• **TASK DATA**:
────────

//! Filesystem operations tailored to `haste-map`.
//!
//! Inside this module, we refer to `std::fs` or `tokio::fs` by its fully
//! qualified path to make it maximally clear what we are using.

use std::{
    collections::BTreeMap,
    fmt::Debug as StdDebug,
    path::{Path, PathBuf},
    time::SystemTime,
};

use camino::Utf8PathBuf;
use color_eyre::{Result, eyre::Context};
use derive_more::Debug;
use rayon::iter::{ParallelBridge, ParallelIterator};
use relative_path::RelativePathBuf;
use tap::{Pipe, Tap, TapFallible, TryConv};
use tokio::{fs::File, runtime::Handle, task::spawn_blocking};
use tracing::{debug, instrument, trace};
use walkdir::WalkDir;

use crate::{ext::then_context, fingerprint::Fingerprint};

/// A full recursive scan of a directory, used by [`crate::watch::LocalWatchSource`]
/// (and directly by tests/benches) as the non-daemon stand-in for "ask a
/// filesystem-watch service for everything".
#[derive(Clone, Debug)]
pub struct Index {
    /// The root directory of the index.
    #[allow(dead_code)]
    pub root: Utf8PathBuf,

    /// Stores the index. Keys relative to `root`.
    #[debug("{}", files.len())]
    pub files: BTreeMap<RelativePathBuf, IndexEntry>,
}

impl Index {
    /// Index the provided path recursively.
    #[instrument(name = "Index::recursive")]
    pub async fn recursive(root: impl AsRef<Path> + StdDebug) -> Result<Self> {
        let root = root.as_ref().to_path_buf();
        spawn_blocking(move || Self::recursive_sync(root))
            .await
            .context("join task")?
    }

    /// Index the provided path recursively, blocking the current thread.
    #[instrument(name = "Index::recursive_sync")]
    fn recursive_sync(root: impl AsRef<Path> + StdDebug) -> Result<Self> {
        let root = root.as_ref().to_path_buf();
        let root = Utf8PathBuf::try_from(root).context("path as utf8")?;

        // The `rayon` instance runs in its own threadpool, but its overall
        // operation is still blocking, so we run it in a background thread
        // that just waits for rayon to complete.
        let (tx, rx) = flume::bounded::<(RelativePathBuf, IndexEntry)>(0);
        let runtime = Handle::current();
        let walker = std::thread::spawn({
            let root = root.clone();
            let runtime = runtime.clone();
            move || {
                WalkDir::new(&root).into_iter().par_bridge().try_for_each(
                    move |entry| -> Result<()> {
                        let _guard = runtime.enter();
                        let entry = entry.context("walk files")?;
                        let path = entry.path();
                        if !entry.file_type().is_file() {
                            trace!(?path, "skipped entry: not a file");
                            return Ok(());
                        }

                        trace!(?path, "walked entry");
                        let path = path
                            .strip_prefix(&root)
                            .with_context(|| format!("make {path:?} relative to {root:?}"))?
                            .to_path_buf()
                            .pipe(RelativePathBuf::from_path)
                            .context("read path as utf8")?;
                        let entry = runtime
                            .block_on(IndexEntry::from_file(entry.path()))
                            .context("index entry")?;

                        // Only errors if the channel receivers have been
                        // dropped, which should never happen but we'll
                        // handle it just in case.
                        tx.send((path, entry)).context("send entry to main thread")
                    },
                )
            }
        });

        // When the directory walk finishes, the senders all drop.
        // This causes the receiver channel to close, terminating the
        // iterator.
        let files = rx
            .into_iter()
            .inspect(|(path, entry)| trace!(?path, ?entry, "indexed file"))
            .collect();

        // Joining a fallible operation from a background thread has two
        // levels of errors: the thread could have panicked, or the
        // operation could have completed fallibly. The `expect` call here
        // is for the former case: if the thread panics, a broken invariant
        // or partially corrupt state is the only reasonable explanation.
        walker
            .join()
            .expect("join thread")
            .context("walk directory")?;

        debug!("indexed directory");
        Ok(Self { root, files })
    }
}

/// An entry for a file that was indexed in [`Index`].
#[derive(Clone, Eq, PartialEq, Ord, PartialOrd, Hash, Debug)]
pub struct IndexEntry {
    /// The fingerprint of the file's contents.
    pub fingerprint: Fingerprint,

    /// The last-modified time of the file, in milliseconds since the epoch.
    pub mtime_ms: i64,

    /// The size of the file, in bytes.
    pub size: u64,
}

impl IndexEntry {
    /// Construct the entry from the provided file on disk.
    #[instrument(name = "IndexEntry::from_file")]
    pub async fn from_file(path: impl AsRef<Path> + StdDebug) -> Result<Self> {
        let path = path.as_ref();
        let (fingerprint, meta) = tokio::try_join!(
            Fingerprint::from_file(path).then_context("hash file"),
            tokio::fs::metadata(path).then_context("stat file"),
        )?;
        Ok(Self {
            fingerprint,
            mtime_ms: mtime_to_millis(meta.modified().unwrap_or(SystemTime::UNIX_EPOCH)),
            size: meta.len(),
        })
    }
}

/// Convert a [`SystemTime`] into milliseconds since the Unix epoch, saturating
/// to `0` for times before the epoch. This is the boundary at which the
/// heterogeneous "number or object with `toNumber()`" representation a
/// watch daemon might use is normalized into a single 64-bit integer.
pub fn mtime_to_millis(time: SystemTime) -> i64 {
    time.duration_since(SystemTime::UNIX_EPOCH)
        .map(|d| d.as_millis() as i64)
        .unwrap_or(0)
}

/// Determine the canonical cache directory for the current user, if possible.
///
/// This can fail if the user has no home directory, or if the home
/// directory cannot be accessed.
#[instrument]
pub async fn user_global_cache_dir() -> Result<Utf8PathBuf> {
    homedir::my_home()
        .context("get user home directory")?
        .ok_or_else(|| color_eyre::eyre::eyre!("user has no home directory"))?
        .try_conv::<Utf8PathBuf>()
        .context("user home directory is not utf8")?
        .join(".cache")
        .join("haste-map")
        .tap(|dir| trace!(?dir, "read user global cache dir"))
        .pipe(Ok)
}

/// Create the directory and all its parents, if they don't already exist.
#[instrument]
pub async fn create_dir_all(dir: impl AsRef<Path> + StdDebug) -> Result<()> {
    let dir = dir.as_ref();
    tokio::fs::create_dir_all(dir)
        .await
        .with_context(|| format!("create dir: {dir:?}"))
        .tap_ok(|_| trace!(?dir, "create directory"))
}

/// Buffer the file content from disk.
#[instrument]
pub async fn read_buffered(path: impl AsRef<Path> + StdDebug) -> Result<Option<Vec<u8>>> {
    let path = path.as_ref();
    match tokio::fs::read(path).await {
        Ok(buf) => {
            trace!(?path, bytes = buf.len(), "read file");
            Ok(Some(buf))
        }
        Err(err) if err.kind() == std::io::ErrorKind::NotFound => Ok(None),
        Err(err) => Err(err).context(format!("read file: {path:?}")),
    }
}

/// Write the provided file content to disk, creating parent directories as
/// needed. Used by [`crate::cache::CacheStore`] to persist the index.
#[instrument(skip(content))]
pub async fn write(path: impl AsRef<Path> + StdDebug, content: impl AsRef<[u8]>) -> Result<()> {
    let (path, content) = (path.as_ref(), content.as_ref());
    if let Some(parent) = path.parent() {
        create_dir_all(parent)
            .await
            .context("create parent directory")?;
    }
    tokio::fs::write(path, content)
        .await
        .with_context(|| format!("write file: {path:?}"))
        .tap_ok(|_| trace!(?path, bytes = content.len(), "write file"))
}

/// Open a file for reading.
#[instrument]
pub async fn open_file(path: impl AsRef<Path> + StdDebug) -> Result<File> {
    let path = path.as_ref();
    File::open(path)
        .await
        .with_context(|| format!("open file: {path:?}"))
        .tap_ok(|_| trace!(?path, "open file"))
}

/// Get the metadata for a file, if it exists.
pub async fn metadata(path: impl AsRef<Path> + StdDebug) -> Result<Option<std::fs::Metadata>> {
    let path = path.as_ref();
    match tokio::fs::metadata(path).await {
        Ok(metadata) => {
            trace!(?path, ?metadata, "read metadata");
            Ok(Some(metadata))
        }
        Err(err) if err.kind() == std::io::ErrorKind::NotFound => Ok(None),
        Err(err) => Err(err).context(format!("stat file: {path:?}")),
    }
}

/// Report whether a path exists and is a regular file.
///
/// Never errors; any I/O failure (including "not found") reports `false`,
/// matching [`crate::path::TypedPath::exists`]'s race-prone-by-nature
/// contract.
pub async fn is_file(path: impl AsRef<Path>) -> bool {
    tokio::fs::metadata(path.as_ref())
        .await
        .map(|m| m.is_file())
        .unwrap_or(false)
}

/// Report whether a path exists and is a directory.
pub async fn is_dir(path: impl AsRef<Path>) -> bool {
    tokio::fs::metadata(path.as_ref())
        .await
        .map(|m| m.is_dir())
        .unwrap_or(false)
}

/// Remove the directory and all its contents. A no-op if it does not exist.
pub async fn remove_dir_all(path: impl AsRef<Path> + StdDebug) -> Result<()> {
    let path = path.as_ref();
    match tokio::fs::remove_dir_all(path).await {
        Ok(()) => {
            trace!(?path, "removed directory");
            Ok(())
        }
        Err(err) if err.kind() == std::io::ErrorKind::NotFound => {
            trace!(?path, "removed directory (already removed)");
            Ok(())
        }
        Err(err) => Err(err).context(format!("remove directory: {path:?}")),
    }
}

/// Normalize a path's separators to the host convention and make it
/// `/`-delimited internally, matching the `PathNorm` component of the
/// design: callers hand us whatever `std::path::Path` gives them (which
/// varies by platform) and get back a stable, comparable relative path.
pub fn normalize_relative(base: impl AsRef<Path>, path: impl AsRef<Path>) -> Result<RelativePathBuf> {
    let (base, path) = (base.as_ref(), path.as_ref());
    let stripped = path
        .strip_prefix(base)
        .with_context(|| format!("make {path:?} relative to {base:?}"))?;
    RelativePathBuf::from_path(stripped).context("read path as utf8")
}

────────

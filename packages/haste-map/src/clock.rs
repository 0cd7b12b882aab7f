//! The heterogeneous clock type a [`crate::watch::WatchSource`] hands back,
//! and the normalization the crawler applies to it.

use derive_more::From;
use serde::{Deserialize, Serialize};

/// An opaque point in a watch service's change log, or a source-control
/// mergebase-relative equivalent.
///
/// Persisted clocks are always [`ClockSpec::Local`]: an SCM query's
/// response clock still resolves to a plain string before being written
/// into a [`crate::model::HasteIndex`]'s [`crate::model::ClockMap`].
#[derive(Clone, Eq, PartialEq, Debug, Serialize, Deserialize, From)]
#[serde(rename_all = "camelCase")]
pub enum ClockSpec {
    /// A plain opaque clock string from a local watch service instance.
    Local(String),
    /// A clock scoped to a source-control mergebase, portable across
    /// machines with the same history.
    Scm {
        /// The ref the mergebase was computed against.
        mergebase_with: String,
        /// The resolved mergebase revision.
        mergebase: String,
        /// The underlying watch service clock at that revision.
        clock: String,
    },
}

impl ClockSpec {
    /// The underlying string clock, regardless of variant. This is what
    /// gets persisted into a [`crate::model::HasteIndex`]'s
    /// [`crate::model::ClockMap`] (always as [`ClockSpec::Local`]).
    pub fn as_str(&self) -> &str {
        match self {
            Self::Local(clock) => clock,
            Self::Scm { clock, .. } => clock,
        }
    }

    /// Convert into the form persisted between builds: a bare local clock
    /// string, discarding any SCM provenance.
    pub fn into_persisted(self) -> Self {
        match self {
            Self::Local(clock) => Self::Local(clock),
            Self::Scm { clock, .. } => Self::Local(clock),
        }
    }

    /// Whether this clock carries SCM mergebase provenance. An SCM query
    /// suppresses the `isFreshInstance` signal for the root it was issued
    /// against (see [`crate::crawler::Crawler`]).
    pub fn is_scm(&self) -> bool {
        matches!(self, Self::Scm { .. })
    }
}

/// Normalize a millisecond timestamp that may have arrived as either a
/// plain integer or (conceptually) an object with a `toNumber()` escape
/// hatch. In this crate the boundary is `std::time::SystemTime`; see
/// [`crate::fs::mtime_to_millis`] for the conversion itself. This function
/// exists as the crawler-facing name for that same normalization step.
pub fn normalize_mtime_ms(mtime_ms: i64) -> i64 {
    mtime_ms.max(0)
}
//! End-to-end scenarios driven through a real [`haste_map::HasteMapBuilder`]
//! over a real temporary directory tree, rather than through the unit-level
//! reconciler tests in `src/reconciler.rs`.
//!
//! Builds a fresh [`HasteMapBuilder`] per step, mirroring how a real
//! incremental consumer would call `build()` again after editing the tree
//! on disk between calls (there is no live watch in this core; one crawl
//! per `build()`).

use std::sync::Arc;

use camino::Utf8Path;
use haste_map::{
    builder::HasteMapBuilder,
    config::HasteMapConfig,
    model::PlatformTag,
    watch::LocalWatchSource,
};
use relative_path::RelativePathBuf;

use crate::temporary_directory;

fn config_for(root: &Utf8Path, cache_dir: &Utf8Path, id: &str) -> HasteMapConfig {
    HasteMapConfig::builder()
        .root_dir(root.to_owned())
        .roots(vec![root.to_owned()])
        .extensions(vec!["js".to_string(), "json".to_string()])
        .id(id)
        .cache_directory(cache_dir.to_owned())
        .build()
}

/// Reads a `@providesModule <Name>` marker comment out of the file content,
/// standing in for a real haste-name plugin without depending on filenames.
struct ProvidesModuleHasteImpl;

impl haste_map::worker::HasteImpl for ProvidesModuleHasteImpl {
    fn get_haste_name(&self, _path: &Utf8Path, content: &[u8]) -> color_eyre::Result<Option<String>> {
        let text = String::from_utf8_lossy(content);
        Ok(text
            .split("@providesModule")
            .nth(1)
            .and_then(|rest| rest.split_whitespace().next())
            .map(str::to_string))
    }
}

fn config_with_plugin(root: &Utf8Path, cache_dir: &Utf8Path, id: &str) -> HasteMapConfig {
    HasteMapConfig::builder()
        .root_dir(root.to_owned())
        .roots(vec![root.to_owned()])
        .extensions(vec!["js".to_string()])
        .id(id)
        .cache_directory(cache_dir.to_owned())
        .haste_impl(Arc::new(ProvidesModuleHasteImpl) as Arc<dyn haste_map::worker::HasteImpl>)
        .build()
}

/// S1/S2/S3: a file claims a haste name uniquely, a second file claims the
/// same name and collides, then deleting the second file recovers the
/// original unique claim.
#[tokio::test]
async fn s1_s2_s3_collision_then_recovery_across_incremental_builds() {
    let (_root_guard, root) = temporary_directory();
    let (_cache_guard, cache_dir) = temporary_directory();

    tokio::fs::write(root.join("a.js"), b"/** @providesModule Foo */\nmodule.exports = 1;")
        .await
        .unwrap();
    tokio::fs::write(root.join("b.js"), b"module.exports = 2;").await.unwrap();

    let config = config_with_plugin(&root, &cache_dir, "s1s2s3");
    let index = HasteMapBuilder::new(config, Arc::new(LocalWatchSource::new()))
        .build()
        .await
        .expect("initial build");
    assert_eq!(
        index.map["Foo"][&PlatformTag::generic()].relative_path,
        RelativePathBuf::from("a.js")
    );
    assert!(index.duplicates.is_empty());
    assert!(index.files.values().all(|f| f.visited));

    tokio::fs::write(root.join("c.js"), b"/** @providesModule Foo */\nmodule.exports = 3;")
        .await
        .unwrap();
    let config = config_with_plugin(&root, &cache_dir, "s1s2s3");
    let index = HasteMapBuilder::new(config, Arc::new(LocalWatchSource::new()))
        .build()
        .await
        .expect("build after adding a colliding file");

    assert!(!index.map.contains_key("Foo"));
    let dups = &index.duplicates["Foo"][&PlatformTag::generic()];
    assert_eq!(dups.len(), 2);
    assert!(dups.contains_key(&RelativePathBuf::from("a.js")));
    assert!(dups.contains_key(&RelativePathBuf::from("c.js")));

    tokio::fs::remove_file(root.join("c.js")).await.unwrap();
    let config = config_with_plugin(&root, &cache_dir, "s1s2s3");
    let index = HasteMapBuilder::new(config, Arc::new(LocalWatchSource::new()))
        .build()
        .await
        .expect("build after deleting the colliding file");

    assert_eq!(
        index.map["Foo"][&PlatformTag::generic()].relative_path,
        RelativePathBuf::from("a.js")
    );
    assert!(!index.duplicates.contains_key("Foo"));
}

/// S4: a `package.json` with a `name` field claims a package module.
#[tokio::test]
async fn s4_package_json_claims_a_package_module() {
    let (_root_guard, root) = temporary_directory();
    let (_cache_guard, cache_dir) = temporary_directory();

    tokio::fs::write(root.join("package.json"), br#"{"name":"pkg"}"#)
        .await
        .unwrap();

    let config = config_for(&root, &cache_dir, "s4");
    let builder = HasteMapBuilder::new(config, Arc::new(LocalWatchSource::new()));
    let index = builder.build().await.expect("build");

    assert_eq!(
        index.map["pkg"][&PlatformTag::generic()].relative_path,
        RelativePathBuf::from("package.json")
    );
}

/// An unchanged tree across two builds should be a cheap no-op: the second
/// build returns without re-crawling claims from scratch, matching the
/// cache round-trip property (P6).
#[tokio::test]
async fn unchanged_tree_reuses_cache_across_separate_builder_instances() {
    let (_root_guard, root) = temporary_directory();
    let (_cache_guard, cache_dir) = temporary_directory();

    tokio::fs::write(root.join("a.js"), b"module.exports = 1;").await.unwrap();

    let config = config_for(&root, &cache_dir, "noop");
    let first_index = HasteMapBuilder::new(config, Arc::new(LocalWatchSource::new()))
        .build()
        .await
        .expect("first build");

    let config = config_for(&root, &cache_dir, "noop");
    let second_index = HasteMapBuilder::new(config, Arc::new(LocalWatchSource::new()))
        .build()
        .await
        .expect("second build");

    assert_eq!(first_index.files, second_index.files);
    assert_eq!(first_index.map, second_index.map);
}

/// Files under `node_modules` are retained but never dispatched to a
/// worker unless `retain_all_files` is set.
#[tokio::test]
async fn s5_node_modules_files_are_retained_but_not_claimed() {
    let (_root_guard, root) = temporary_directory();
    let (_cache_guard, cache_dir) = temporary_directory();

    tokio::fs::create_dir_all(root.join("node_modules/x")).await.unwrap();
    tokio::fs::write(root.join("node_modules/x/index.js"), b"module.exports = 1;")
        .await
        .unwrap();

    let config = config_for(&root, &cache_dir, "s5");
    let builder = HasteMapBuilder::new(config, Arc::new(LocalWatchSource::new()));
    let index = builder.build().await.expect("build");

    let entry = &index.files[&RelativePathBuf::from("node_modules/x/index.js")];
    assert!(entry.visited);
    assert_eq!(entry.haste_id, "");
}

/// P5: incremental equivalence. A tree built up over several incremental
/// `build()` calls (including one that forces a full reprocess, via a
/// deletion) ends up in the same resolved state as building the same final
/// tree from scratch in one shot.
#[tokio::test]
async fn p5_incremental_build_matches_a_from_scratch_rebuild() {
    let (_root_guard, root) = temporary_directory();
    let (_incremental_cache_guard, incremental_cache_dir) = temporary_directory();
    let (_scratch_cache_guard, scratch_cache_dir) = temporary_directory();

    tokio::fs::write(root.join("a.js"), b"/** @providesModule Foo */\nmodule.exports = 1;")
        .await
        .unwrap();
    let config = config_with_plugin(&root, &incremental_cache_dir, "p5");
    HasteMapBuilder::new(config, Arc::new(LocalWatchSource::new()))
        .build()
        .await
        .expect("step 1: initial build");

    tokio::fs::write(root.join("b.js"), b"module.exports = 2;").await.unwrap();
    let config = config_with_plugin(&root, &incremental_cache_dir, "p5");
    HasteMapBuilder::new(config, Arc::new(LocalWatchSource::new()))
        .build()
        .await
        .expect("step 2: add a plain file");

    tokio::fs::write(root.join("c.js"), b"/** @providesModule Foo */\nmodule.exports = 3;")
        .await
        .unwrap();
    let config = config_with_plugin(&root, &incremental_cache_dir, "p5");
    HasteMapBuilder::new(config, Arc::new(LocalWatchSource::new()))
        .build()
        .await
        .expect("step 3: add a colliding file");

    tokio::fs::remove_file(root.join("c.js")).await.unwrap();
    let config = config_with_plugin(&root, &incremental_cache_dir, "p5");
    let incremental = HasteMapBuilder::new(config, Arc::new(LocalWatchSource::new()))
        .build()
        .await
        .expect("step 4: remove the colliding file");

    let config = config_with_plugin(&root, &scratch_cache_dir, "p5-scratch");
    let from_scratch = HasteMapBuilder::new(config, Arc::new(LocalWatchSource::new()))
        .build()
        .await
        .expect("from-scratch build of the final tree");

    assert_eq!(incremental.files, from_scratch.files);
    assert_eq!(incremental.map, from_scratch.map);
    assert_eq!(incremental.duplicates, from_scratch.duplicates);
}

────────

• **WORK TASK**: Beginning with the line holding "The heterogeneous clock" and ending with the line holding "before being written", write out the stretch of material above exactly; add no further lines.

• **EXPECTED ANSWER**:
//! The heterogeneous clock type a [`crate::watch::WatchSource`] hands back,
//! and the normalization the crawler applies to it.

use derive_more::From;
use serde::{Deserialize, Serialize};

/// An opaque point in a watch service's change log, or a source-control
/// mergebase-relative equivalent.
///
/// Persisted clocks are always [`ClockSpec::Local`]: an SCM query's
/// response clock still resolves to a plain string before being written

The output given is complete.